Brief: Up to and including the line with "pub struct Group", copy the records below exactly from their first line.

Task material:
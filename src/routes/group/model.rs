use chrono::{DateTime, Utc};
use serde::{Deserialize, Serialize};
use sqlx::{FromRow, PgPool};

#[derive(Debug, Clone, Serialize, Deserialize, FromRow)]
#[serde(rename_all = "camelCase")]
pub struct Group {
    pub id: i32,
    pub group_name: String,
    pub description: Option<String>,
    pub admin_id: i32,
    pub created_at: DateTime<Utc>,
}

#[derive(Debug, Deserialize)]
#[serde(rename_all = "camelCase")]
pub struct CreateGroupRequest {
    pub group_name: Option<String>,
    pub description: Option<String>,
}

const GROUP_COLUMNS: &str = "id, group_name, description, admin_id, created_at";

impl Group {
    pub fn is_admin(&self, user_id: i32) -> bool {
        self.admin_id == user_id
    }

    pub async fn create(
        pool: &PgPool,
        group_name: &str,
        description: Option<&str>,
        admin_id: i32,
    ) -> Result<Self, sqlx::Error> {
        let group = sqlx::query_as::<_, Group>(&format!(
            r#"
            INSERT INTO groups (group_name, description, admin_id, created_at)
            VALUES ($1, $2, $3, NOW())
            RETURNING {GROUP_COLUMNS}
            "#
        ))
        .bind(group_name)
        .bind(description)
        .bind(admin_id)
        .fetch_one(pool)
        .await?;

        tracing::info!("Created group {} with admin {}", group.id, admin_id);
        Ok(group)
    }

    pub async fn find_by_id(pool: &PgPool, id: i32) -> Result<Option<Self>, sqlx::Error> {
        sqlx::query_as::<_, Group>(&format!("SELECT {GROUP_COLUMNS} FROM groups WHERE id = $1"))
            .bind(id)
            .fetch_optional(pool)
            .await
    }

    pub async fn list(pool: &PgPool) -> Result<Vec<Self>, sqlx::Error> {
        sqlx::query_as::<_, Group>(&format!(
            "SELECT {GROUP_COLUMNS} FROM groups ORDER BY created_at DESC, id DESC"
        ))
        .fetch_all(pool)
        .await
    }
}
use chrono::{DateTime, Utc};
use serde::{Deserialize, Serialize};
use sqlx::{FromRow, PgPool};

#[derive(Debug, Clone, Serialize, Deserialize, FromRow)]
#[serde(rename_all = "camelCase")]
pub struct Comment {
    pub id: i32,
    pub content: String,
    pub event_id: i32,
    pub user_id: i32,
    pub created_at: DateTime<Utc>,
}

#[derive(Debug, Deserialize)]
pub struct CreateCommentRequest {
    pub content: Option<String>,
}

const COMMENT_COLUMNS: &str = "id, content, event_id, user_id, created_at";

impl Comment {
    pub async fn create(
        pool: &PgPool,
        event_id: i32,
        user_id: i32,
        content: &str,
    ) -> Result<Self, sqlx::Error> {
        sqlx::query_as::<_, Comment>(&format!(
            r#"
            INSERT INTO comments (content, event_id, user_id, created_at)
            VALUES ($1, $2, $3, NOW())
            RETURNING {COMMENT_COLUMNS}
            "#
        ))
        .bind(content)
        .bind(event_id)
        .bind(user_id)
        .fetch_one(pool)
        .await
    }

    pub async fn list_by_event(pool: &PgPool, event_id: i32) -> Result<Vec<Self>, sqlx::Error> {
        sqlx::query_as::<_, Comment>(&format!(
            r#"
            SELECT {COMMENT_COLUMNS}
            FROM comments
            WHERE event_id = $1
            ORDER BY created_at ASC, id ASC
            "#
        ))
        .bind(event_id)
        .fetch_all(pool)
        .await
    }

    pub async fn find_in_event(
        pool: &PgPool,
        event_id: i32,
        comment_id: i32,
    ) -> Result<Option<Self>, sqlx::Error> {
        sqlx::query_as::<_, Comment>(&format!(
            "SELECT {COMMENT_COLUMNS} FROM comments WHERE id = $1 AND event_id = $2"
        ))
        .bind(comment_id)
        .bind(event_id)
        .fetch_optional(pool)
        .await
    }

    pub async fn delete(pool: &PgPool, id: i32) -> Result<(), sqlx::Error> {
        sqlx::query("DELETE FROM comments WHERE id = $1")
            .bind(id)
            .execute(pool)
            .await?;
        Ok(())
    }
}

Written solution:
filename src/routes/group/model.rs
use chrono::{DateTime, Utc};
use serde::{Deserialize, Serialize};
use sqlx::{FromRow, PgPool};

#[derive(Debug, Clone, Serialize, Deserialize, FromRow)]
#[serde(rename_all = "camelCase")]
pub struct Group {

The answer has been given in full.